Embedding a Marketo form on a Framer LP

SanfordWhiteman
Level 10 - Community Moderator
Level 10 - Community Moderator

Framer LPs support custom code, but — as with other WYSIWYG site builders — the DX is pretty unfriendly. Insert » Utility » Embed gives you a miniature textarea with a proportional font (a pet peeve) and no syntax highlighting:

SanfordWhiteman_4-1711429255120.png

 

Pasting a standard Marketo Forms 2.0 embed code into the textarea looks fine in Framer’s Preview mode:

SanfordWhiteman_5-1711429262742.png

 

But on the published LP, the form is nowhere to be found:

SanfordWhiteman_6-1711429279164.png

 

There’s a very clear clue in the F12 Console:

SanfordWhiteman_7-1711429389285.png

 

~60% of the time, this error means you have a persistent error in script load order.

 

Indeed, on the published page, Framer injects the HTML embed asynchronously (I assume for what they think are “performance” reasons).
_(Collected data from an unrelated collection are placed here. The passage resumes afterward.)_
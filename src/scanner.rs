//! Scan orchestration.
//!
//! [`Scanner::scan`] probes every configured source, runs the update checks
//! of the present ones concurrently, and returns a [`Batch`] in configured
//! order. [`Scanner::watch`] repeats that on a fixed interval.
//!
//! # Example
//!
//! ```no_run
//! use std::sync::Arc;
//! use tokio_util::sync::CancellationToken;
//! use upd8::runner::ExecRunner;
//! use upd8::source::all_sources;
//! use upd8::Scanner;
//!
//! #[tokio::main]
//! async fn main() {
//!     let scanner = Scanner::new(all_sources(Arc::new(ExecRunner::default())));
//!     let batch = scanner.scan(&CancellationToken::new()).await;
//!     for result in &batch {
//!         println!("{}: {} outdated", result.source, result.outdated_count());
//!     }
//! }
//! ```

use std::sync::Arc;
use std::time::{Duration, Instant};

use futures::future::join_all;
use tokio::time::MissedTickBehavior;
use tokio_util::sync::CancellationToken;
use tracing::{debug, info, warn};

use crate::error::{CheckError, ConfigError};
use crate::model::{Batch, CheckResult};
use crate::source::Source;

/// Runs update checks across a fixed, ordered list of sources.
pub struct Scanner {
    sources: Vec<Arc<dyn Source>>,
}

impl Scanner {
    pub fn new(sources: Vec<Arc<dyn Source>>) -> Self {
        Self { sources }
    }

    pub fn sources(&self) -> &[Arc<dyn Source>] {
        &self.sources
    }

    /// Sources whose tool is present right now, in configured order.
    pub fn detect(&self) -> Vec<Arc<dyn Source>> {
        self.sources
            .iter()
            .filter(|source| {
                let present = source.detect();
                if !present {
                    debug!(source = source.name(), "not detected, skipping");
                }
                present
            })
            .cloned()
            .collect()
    }

    /// Performs one scan.
    ///
    /// Each present source is checked in its own task. A failing or
    /// panicking check only affects its own entry. If `cancel` fires, checks
    /// still in flight are dropped from the batch and their processes are
    /// killed; checks that already finished are kept.
    pub async fn scan(&self, cancel: &CancellationToken) -> Batch {
        let start = Instant::now();

        // Cancelled when this future completes or is dropped, so no task
        // outlives the scan.
        let scan_token = cancel.child_token();
        let _guard = scan_token.clone().drop_guard();

        let present = self.detect();
        info!(
            configured = self.sources.len(),
            present = present.len(),
            "scan started"
        );

        let handles: Vec<_> = present
            .iter()
            .map(|source| {
                let source = Arc::clone(source);
                let token = scan_token.clone();
                tokio::spawn(async move {
                    let started = Instant::now();
                    tokio::select! {
                        biased;
                        _ = token.cancelled() => None,
                        result = source.check_updates(&token) => Some(finish(result, started.elapsed())),
                    }
                })
            })
            .collect();

        let outcomes = join_all(handles).await;

        let mut results = Vec::with_capacity(outcomes.len());
        for (source, outcome) in present.iter().zip(outcomes) {
            match outcome {
                Ok(Some(result)) if scan_token.is_cancelled() && is_cancelled(&result) => {
                    debug!(source = source.name(), "check cancelled, omitting");
                }
                Ok(Some(result)) => {
                    if let Some(error) = &result.error {
                        warn!(source = source.name(), error = %error, "update check failed");
                    }
                    results.push(result);
                }
                Ok(None) => debug!(source = source.name(), "check cancelled, omitting"),
                Err(e) => {
                    warn!(source = source.name(), error = %e, "update check task failed");
                    results.push(CheckResult::failed(
                        source.name(),
                        source.update_command(),
                        CheckError::Panicked(e.to_string()),
                    ));
                }
            }
        }

        info!(
            results = results.len(),
            elapsed = ?start.elapsed(),
            "scan finished"
        );

        Batch::new(results)
    }

    /// Scans immediately, then once per `interval`, handing each batch to
    /// `on_batch` until `cancel` fires.
    ///
    /// `on_batch` runs to completion before the next scan starts, so scans
    /// never overlap. A tick that comes due while a scan is still running is
    /// delayed, not queued. Nothing is delivered once `cancel` has fired.
    ///
    /// # Errors
    ///
    /// Returns [`ConfigError::NonPositiveInterval`] for a zero interval,
    /// before any scan runs.
    pub async fn watch<F>(
        &self,
        interval: Duration,
        cancel: &CancellationToken,
        mut on_batch: F,
    ) -> Result<(), ConfigError>
    where
        F: FnMut(Batch),
    {
        if interval.is_zero() {
            return Err(ConfigError::NonPositiveInterval);
        }

        let mut ticker = tokio::time::interval(interval);
        ticker.set_missed_tick_behavior(MissedTickBehavior::Delay);
        // The first tick completes immediately.
        ticker.tick().await;

        let mut scans = 0u64;
        loop {
            if cancel.is_cancelled() {
                break;
            }

            let batch = self.scan(cancel).await;
            if cancel.is_cancelled() {
                break;
            }
            scans += 1;
            on_batch(batch);

            tokio::select! {
                biased;
                _ = cancel.cancelled() => break,
                _ = ticker.tick() => debug!(scans, "interval elapsed"),
            }
        }

        info!(scans, "watch stopped");
        Ok(())
    }
}

/// Fills in the elapsed time when the source did not measure it.
fn finish(mut result: CheckResult, elapsed: Duration) -> CheckResult {
    if result.duration.is_zero() {
        result.duration = elapsed;
    }
    result
}

fn is_cancelled(result: &CheckResult) -> bool {
    result.error.as_ref().is_some_and(CheckError::is_cancelled)
}
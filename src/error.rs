//! Error types.
//!
//! Failures are split by the layer that produces them:
//!
//! - [`RunError`] - the external command could not be run to completion
//! - [`CheckError`] - a source's update check failed; stored inside
//!   [`CheckResult`](crate::model::CheckResult) instead of being returned
//! - [`ConfigError`] - invalid configuration, detected before any scan

use std::time::Duration;

use thiserror::Error;

/// Errors raised while running an external command.
#[derive(Error, Debug, Clone, PartialEq, Eq)]
pub enum RunError {
    /// The process could not be started (missing binary, permissions).
    #[error("failed to start {program}: {reason}")]
    Spawn { program: String, reason: String },

    /// The process outlived its deadline and was killed.
    #[error("command timed out after {timeout:?}")]
    Timeout { timeout: Duration },

    /// The governing scan was cancelled while the process was running.
    #[error("command cancelled")]
    Cancelled,

    /// Reading the process output failed.
    #[error("I/O error while waiting for {program}: {reason}")]
    Io { program: String, reason: String },
}

/// Errors reported by a single source's update check.
#[derive(Error, Debug, Clone, PartialEq, Eq)]
pub enum CheckError {
    /// The tool is present but could not be run.
    #[error("{command} failed: {source}")]
    Run {
        command: String,
        #[source]
        source: RunError,
    },

    /// The tool ran but exited with a status the source does not accept.
    #[error("{command} exited with status {code}{}", stderr_suffix(.stderr))]
    Exit {
        command: String,
        code: i32,
        stderr: String,
    },

    /// The tool succeeded but its output could not be parsed.
    #[error("could not parse {command} output: {reason}")]
    Malformed { command: String, reason: String },

    /// The check task itself crashed.
    #[error("update check panicked: {0}")]
    Panicked(String),
}

impl CheckError {
    /// Returns true if the check hit its per-command deadline.
    pub fn is_timeout(&self) -> bool {
        matches!(
            self,
            CheckError::Run {
                source: RunError::Timeout { .. },
                ..
            }
        )
    }

    /// Returns true if the check was aborted by cancellation of the scan.
    pub fn is_cancelled(&self) -> bool {
        matches!(
            self,
            CheckError::Run {
                source: RunError::Cancelled,
                ..
            }
        )
    }
}

fn stderr_suffix(stderr: &str) -> String {
    let first_line = stderr.trim().lines().next().unwrap_or_default();
    if first_line.is_empty() {
        String::new()
    } else {
        format!(": {}", first_line)
    }
}

/// Configuration errors. These are fatal and reported before scanning.
#[derive(Error, Debug)]
pub enum ConfigError {
    #[error("interval must be positive")]
    NonPositiveInterval,

    #[error("invalid duration {0:?}: expected a number followed by ms, s, m, h or d")]
    InvalidDuration(String),

    #[error("failed to read config file: {0}")]
    Read(#[from] std::io::Error),

    #[error("failed to parse config file: {0}")]
    Parse(#[from] toml::de::Error),

    #[error("failed to serialize config: {0}")]
    Serialize(#[from] toml::ser::Error),
}

#[cfg(test)]
mod tests {
    use super::*;

    #[test]
    fn test_exit_error_includes_first_stderr_line() {
        let err = CheckError::Exit {
            command: "brew outdated --json=v2".to_string(),
            code: 1,
            stderr: "Error: no network\nmore detail\n".to_string(),
        };
        assert_eq!(
            err.to_string(),
            "brew outdated --json=v2 exited with status 1: Error: no network"
        );
    }

    #[test]
    fn test_exit_error_without_stderr() {
        let err = CheckError::Exit {
            command: "snap refresh --list".to_string(),
            code: 2,
            stderr: "  \n".to_string(),
        };
        assert_eq!(err.to_string(), "snap refresh --list exited with status 2");
    }

    #[test]
    fn test_timeout_is_distinguishable() {
        let err = CheckError::Run {
            command: "npm outdated -g --json".to_string(),
            source: RunError::Timeout {
                timeout: Duration::from_millis(100),
            },
        };
        assert!(err.is_timeout());
        assert!(!err.is_cancelled());
        assert!(err.to_string().contains("timed out"));
    }

    #[test]
    fn test_spawn_failure_is_not_timeout() {
        let err = CheckError::Run {
            command: "pip list".to_string(),
            source: RunError::Spawn {
                program: "pip".to_string(),
                reason: "No such file or directory".to_string(),
            },
        };
        assert!(!err.is_timeout());
        assert!(err.to_string().starts_with("pip list failed: failed to start pip"));
    }
}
The Forms 2.0 library (the remote <script src=".../forms2.min.js"> thus loads in the background, while the inline <script> is executed immediately.✱✱ That’s why it’ll never find MktoForms2.

 

In preview and in the builder, though, the HTML embed is served in the original document. Pretty confusing.

 

Anyway, it’s very easy to fix with the approach from my post on accurately awaiting the Forms 2.0 global object. Use this HTML block instead:

<script src="//app-sj01.marketo.com/js/forms2/js/forms2.min.js"></script>
<form id="mktoForm_9999"></form>
<script>function doOrQueueFormsStuff() {
  if (typeof MktoForms2 != "object") {
    document.addEventListener("load", doOrQueueFormsStuff, true);
  } else if (!doOrQueueFormsStuff.done) {
    document.removeEventListener("load", doOrQueueFormsStuff, true);
    doOrQueueFormsStuff.done = true;
    MktoForms2.loadForm("//app-sj01.marketo.com", "123-ABC-456", 9999)
  }
}
doOrQueueFormsStuff();
</script>
 
NOTES

✱ The other 40% of the time, it’s a race condition, which is different because the load order is unpredictable, based on network and browser conditions. A persistent error means the order is predictable and always wrong!

✱✱ As we’ve learned before, a script-injected inline <script> must be deliberately re-run by setting its text property, so there’s nothing accidental in this setup.